START Extracted information
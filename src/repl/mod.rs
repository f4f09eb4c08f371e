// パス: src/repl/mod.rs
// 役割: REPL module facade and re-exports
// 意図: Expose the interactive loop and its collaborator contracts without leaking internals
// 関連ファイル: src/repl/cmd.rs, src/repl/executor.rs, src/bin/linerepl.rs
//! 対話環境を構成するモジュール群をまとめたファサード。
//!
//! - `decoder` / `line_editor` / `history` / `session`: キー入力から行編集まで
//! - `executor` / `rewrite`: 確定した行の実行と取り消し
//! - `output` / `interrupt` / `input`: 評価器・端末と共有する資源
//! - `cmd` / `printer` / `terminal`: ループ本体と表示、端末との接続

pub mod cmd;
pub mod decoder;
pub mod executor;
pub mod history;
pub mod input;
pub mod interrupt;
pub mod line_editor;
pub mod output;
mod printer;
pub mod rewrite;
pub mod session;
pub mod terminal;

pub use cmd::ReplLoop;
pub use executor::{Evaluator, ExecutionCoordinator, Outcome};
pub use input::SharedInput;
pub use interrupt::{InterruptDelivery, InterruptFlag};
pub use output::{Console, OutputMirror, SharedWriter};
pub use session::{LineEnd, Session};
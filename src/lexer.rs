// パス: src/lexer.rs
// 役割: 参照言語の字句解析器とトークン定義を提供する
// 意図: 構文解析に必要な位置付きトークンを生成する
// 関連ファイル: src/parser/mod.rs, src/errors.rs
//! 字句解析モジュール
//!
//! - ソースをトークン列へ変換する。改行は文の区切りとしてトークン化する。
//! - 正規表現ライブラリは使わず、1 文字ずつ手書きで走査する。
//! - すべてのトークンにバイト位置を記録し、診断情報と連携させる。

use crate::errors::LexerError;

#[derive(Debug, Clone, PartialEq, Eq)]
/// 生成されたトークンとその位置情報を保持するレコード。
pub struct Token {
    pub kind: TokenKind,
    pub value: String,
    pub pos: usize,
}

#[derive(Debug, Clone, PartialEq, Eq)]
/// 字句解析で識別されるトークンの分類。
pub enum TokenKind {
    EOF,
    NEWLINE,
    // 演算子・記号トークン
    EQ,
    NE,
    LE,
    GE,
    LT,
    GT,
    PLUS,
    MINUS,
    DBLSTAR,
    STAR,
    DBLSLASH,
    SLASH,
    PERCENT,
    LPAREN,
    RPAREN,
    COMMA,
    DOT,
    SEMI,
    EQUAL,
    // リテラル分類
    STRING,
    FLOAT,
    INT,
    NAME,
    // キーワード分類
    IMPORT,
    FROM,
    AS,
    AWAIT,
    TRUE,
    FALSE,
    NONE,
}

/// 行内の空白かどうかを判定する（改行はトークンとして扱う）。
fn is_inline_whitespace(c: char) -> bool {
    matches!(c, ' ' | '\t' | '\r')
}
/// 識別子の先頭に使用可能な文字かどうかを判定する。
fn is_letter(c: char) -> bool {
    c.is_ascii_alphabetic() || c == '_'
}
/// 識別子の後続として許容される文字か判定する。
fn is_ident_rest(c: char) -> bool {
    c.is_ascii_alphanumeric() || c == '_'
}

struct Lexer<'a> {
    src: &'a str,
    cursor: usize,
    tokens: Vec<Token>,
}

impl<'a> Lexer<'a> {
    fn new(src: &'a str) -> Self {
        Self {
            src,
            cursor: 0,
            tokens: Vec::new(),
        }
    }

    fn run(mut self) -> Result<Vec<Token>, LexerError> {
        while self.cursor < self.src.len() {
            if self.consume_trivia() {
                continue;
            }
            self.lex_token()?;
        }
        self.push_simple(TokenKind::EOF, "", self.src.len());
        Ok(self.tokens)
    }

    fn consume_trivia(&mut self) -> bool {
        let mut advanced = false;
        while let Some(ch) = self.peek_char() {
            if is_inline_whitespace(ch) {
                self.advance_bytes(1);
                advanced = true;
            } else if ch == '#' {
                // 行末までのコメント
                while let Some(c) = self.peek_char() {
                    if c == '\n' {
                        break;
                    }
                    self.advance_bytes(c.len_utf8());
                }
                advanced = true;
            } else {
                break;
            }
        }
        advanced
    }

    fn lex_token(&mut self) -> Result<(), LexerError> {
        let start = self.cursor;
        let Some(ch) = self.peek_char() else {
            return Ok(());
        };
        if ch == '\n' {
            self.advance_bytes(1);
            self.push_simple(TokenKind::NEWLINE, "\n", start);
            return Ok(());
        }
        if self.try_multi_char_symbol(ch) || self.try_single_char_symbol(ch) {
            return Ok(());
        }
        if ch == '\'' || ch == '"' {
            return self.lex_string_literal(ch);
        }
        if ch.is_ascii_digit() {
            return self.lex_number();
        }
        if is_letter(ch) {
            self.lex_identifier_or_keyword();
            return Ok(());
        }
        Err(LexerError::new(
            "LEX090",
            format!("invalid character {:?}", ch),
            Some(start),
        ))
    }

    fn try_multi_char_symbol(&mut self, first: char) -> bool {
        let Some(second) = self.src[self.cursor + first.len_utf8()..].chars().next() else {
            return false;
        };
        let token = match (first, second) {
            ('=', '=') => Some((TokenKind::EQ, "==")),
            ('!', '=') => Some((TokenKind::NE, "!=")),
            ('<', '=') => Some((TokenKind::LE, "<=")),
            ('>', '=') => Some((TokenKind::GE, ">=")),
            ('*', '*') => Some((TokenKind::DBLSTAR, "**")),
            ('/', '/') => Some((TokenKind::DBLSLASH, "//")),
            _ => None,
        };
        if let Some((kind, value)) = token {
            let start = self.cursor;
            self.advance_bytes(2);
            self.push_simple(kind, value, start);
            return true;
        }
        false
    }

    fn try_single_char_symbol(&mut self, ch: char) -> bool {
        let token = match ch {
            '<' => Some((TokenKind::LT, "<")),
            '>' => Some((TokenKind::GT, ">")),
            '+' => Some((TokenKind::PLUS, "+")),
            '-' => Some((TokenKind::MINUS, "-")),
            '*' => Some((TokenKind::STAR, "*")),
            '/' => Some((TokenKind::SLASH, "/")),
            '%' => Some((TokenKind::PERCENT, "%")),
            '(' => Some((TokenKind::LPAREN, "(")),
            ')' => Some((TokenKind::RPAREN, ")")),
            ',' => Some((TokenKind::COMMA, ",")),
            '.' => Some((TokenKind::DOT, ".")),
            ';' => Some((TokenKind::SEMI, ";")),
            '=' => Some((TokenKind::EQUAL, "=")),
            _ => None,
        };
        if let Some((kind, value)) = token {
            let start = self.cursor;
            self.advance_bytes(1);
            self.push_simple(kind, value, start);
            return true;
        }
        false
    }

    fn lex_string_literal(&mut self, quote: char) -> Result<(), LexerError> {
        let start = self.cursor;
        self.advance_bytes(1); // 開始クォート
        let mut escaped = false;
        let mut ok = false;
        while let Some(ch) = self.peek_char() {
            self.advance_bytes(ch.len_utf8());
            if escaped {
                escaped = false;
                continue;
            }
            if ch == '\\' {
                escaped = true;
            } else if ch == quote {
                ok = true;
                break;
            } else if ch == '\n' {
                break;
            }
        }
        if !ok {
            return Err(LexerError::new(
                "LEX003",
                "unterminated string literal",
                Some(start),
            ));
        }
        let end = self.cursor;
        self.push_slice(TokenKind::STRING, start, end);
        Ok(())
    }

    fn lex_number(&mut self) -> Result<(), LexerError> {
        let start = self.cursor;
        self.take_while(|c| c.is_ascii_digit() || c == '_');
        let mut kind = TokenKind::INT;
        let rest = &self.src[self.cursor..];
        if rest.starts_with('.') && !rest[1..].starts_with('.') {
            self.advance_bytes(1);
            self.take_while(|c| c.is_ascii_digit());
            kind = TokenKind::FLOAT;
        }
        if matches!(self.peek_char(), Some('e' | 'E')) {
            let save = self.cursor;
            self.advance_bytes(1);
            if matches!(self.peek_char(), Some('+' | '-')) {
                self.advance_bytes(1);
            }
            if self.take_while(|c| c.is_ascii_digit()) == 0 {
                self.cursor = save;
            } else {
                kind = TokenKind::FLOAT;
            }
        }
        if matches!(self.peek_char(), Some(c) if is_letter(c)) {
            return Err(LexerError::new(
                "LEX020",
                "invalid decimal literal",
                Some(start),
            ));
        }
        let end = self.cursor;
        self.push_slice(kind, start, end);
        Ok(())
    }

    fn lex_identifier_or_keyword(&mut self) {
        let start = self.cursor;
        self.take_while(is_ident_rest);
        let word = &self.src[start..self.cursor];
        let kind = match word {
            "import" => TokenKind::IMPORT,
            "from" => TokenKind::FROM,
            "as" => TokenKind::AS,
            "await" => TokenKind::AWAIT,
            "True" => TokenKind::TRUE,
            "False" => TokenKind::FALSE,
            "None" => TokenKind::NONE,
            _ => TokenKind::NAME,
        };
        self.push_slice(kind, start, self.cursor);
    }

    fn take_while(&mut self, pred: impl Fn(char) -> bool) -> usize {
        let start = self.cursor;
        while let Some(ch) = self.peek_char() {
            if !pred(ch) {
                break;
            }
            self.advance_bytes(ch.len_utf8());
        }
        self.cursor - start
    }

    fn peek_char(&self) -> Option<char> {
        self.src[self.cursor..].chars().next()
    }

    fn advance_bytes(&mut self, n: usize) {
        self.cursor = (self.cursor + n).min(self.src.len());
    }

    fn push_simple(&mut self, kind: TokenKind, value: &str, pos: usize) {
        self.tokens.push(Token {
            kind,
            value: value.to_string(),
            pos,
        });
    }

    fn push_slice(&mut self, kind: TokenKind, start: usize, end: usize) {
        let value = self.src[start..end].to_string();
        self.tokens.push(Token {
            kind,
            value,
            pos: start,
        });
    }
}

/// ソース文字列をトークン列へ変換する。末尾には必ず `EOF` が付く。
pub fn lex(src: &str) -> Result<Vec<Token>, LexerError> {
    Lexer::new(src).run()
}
END Extracted information
Work item
Each line holding "invalid" should be copied from the material above.

Exercise solution
            format!("invalid character {:?}", ch),
                "invalid decimal literal",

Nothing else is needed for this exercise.